Anyway, here’s a blurb from their paper to whet your appetite:
“Many governments have decided to encourage private investment in infrastructure to bridge the infrastructure gap. Private sector participation can bring additional capital but also end-user benefits from a more competitive environment in the form of lower costs, as well as the use of the private sector’s technological and managerial competences in the public interest. Yet at the same time, a number of failed public-private partnerships in infrastructure sectors demonstrate the challenges facing policy makers. Infrastructure investment involves contracts and regulatory frameworks which are more complex and of longer duration than in most other parts of the economy, operated under the double imperative of ensuring financial sustainability and meeting user needs and social objectives... The challenges are even more acute when governments bring in institutional investors, such as pension funds, whose first responsibility is to provide adequate retirement income for their members. Infrastructure investments will only be made if investors are able to earn adequate risk-adjusted returns and if appropriate market structures are in place to access this capital. The purpose of this paper is to compare and contrast the experience of pension funds in investing in infrastructure projects in two countries: Canada and Australia.”
The authors do a good job of detailing many of the specifics of these markets, and I encourage you to read the whole paper. But what I was personally focused on were the factors that prevent the infra market from operating efficiently. For example, the authors found that:
- PPP frameworks tend to encourage transactional behavior instead of long-termism.
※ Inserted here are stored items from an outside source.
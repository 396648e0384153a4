//! Progress guarantees selectable per operation (spec.md §5).

/// The strongest progress guarantee a caller requires from an operation.
///
/// Per spec.md §9's design note, the source declares but does not
/// consistently implement an obstruction-free guarantee distinct from
/// lock-free; this crate treats the two as behaviorally identical
/// everywhere while keeping them as separate enum variants so callers can
/// still express intent.
#[derive(Debug, Clone, Copy, PartialEq, Eq, Hash)]
pub enum Progress {
    /// May block the caller (OS page acquisition, the spin-lock tail).
    Blocking,
    /// Never blocks; may retry an unbounded number of times under
    /// contention, but some thread always makes progress.
    LockFree,
    /// Treated identically to `LockFree` (spec.md §9).
    ObstructionFree,
    /// Bounded number of atomic operations; returns empty rather than
    /// retrying past that bound.
    WaitFree,
}

impl Progress {
    /// Whether this guarantee permits the operation to block the caller
    /// (e.g. to request a new OS memory region, or to busy-wait a spinlock).
    #[inline]
    #[must_use]
    pub fn may_block(self) -> bool {
        matches!(self, Progress::Blocking)
    }

    /// Whether a CAS failure under this guarantee should be retried in a
    /// loop (`true`) or should cause the whole operation to report empty
    /// immediately (`false`, for `WaitFree`).
    #[inline]
    #[must_use]
    pub fn retries_on_contention(self) -> bool {
        !matches!(self, Progress::WaitFree)
    }
}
- Ticket sizes are too small given the bidding costs.
- The asset class is too complex for resource constrained institutional investors to manage in-house.
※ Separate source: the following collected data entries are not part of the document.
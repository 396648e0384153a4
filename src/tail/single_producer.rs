//! Single-producer tail (spec.md §4.2.1): a plain pointer, no contention on
//! the producer side at all.

use std::cell::Cell;
use std::sync::atomic::Ordering;
use std::sync::Arc;

use crate::control::{ControlBlock, BUSY, DEAD};
use crate::external::ByteAllocator;
use crate::page::PageAllocator;
use crate::progress::Progress;
use crate::tail::{end_control_block, fits_in_page, new_chained_page, pad_to_end, required_units, user_storage_addr, Allocation, Tail};

/// A tail with exactly one producer. `tail` is an ordinary `Cell`, not an
/// atomic: correctness relies on the caller's contract that only one
/// thread ever calls into this type.
pub struct SingleProducerTail<B: ByteAllocator> {
    page_allocator: Arc<PageAllocator>,
    byte_allocator: B,
    tail: Cell<*mut u8>,
    initial_page: usize,
}

// Safety: the single-producer contract means only one thread at a time
// actually calls the producer-side methods; the type is `Send` so it can
// be handed to whichever thread is the producer, and `Sync` so it can sit
// behind a shared `Queue` alongside a head that may live on another
// thread, mirroring how `SizeClassManager` shares branded state across a
// `'brand`-scoped pair of owners.
unsafe impl<B: ByteAllocator> Send for SingleProducerTail<B> {}
unsafe impl<B: ByteAllocator> Sync for SingleProducerTail<B> {}

impl<B: ByteAllocator> SingleProducerTail<B> {
    pub fn new(page_allocator: Arc<PageAllocator>, byte_allocator: B) -> Option<Self> {
        let page = page_allocator.allocate_page(Progress::Blocking, false)?;
        let end_cb = unsafe { end_control_block(page) };
        unsafe { (*end_cb).next.store(crate::control::INVALID_NEXT_PAGE, Ordering::Relaxed) };
        Some(Self { page_allocator, byte_allocator, tail: Cell::new(page), initial_page: page as usize })
    }

    #[must_use]
    pub fn tail_ptr(&self) -> *mut u8 {
        self.tail.get()
    }
}

impl<B: ByteAllocator> Tail for SingleProducerTail<B> {
    fn try_inplace_allocate(&self, progress: Progress, control_bits: usize, size: usize, alignment: usize) -> Option<Allocation> {
        if !fits_in_page(size, alignment) {
            let external = crate::tail::external_allocate(&self.byte_allocator, size, alignment)?;
            return self.allocate_slot(progress, control_bits | crate::control::EXTERNAL, std::mem::size_of::<crate::external::ExternalBlock>(), std::mem::align_of::<crate::external::ExternalBlock>(), Some(external));
        }
        self.allocate_slot(progress, control_bits, size, alignment, None)
    }

    fn commit_put(&self, allocation: &Allocation) {
        unsafe {
            (*allocation.control_block).next.store(allocation.next_ptr_value & !BUSY, Ordering::Release);
        }
    }

    fn cancel_put(&self, allocation: &Allocation, destroy: impl FnOnce(*mut u8)) {
        destroy(allocation.payload_ptr());
        if let Some(external) = &allocation.external {
            unsafe { external.deallocate(&self.byte_allocator) };
        }
        self.cancel_put_nodestroy(allocation);
    }

    fn cancel_put_nodestroy(&self, allocation: &Allocation) {
        unsafe {
            (*allocation.control_block).next.store((allocation.next_ptr_value & !BUSY) | DEAD, Ordering::Release);
        }
    }

    fn current_tail_addr(&self) -> usize {
        self.tail.get() as usize
    }

    fn initial_page_addr(&self) -> usize {
        self.initial_page
    }
}

impl<B: ByteAllocator> SingleProducerTail<B> {
    fn allocate_slot(&self, progress: Progress, control_bits: usize, size: usize, alignment: usize, external: Option<crate::external::ExternalBlock>) -> Option<Allocation> {
        let units = required_units(size, alignment);
        loop {
            let cb_addr = self.tail.get() as usize;
            let page = crate::tail::page_of(cb_addr);
            let end_offset = crate::control::end_control_offset();
            let end_addr = page as usize + end_offset;
            let new_tail = cb_addr + units;

            if new_tail <= end_addr {
                self.tail.set(new_tail as *mut u8);
                let control_block = cb_addr as *mut ControlBlock;
                let storage = user_storage_addr(cb_addr, alignment) as *mut u8;
                let next_value = ControlBlock::pack(new_tail, control_bits | BUSY);
                unsafe { (*control_block).next.store(next_value, Ordering::Release) };
                return Some(Allocation { control_block, next_ptr_value: next_value, user_storage: storage, external });
            }

            // Doesn't fit: pad to the end-CB and advance to a new page.
            unsafe { pad_to_end(cb_addr) };

            let next_page_addr = unsafe { (*end_control_block(page)).next.load(Ordering::Acquire) };
            let next_page = crate::control::ControlBlock::pointer_of(next_page_addr);
            if crate::control::ControlBlock::is_invalid_next_page(next_page_addr) {
                let fresh = new_chained_page(&self.page_allocator, progress, false)?;
                unsafe {
                    (*end_control_block(page)).next.store((fresh as usize) | DEAD, Ordering::Release);
                }
                self.tail.set(fresh);
            } else {
                self.tail.set(next_page as *mut u8);
            }
        }
    }
}

impl<B: ByteAllocator> crate::queue::TailConstruct<B> for SingleProducerTail<B> {
    fn new_tail(page_allocator: Arc<PageAllocator>, byte_allocator: B) -> Option<Self> {
        Self::new(page_allocator, byte_allocator)
    }
}

#[cfg(test)]
mod tests {
    use super::*;
    use crate::external::SystemByteAllocator;

    #[test]
    fn allocate_commit_roundtrip() {
        let page_allocator = Arc::new(PageAllocator::new());
        let tail = SingleProducerTail::new(page_allocator, SystemByteAllocator).unwrap();
        let allocation = tail.try_inplace_allocate(Progress::Blocking, 0, 8, 8).unwrap();
        assert!(ControlBlock::is_busy(allocation.next_ptr_value));
        tail.commit_put(&allocation);
    }

    #[test]
    fn chains_a_new_page_when_one_fills() {
        let page_allocator = Arc::new(PageAllocator::new());
        let tail = SingleProducerTail::new(page_allocator, SystemByteAllocator).unwrap();
        let initial_page = tail.initial_page_addr();
        loop {
            let allocation = tail.try_inplace_allocate(Progress::Blocking, 0, 64, 8).unwrap();
            tail.commit_put(&allocation);
            if crate::tail::page_of(tail.current_tail_addr()) as usize != initial_page {
                break;
            }
        }
    }
}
- The external asset managers in the sector tend to have unaligned structures.
- Investors prefer brownfield projects and are averse to construction risk and other greenfield risks.
- There’s a shortage of brownfield investment opportunities.
- This has increased global competition for those assets that tick the boxes for investors.
- Infrastructure transactions are lengthy and assets are large and complicated to acquire and to operate.
What I also found interesting in all this was to learn that all of the challenges listed above leads to some rather bizarre behavior. For example, Canada has a very well-functioning PPP model and a community of long-term investors that love infrastructure as an asset class... but the latter haven’t really taken an interest in the former... Odd.
Anyway, none of these will come as a shock to those of us who stare unblinkingly at this space... but it’s very useful to see these stylized facts rooted in two “successful” case studies. Kudos to Georg and Raffaelle for their paper...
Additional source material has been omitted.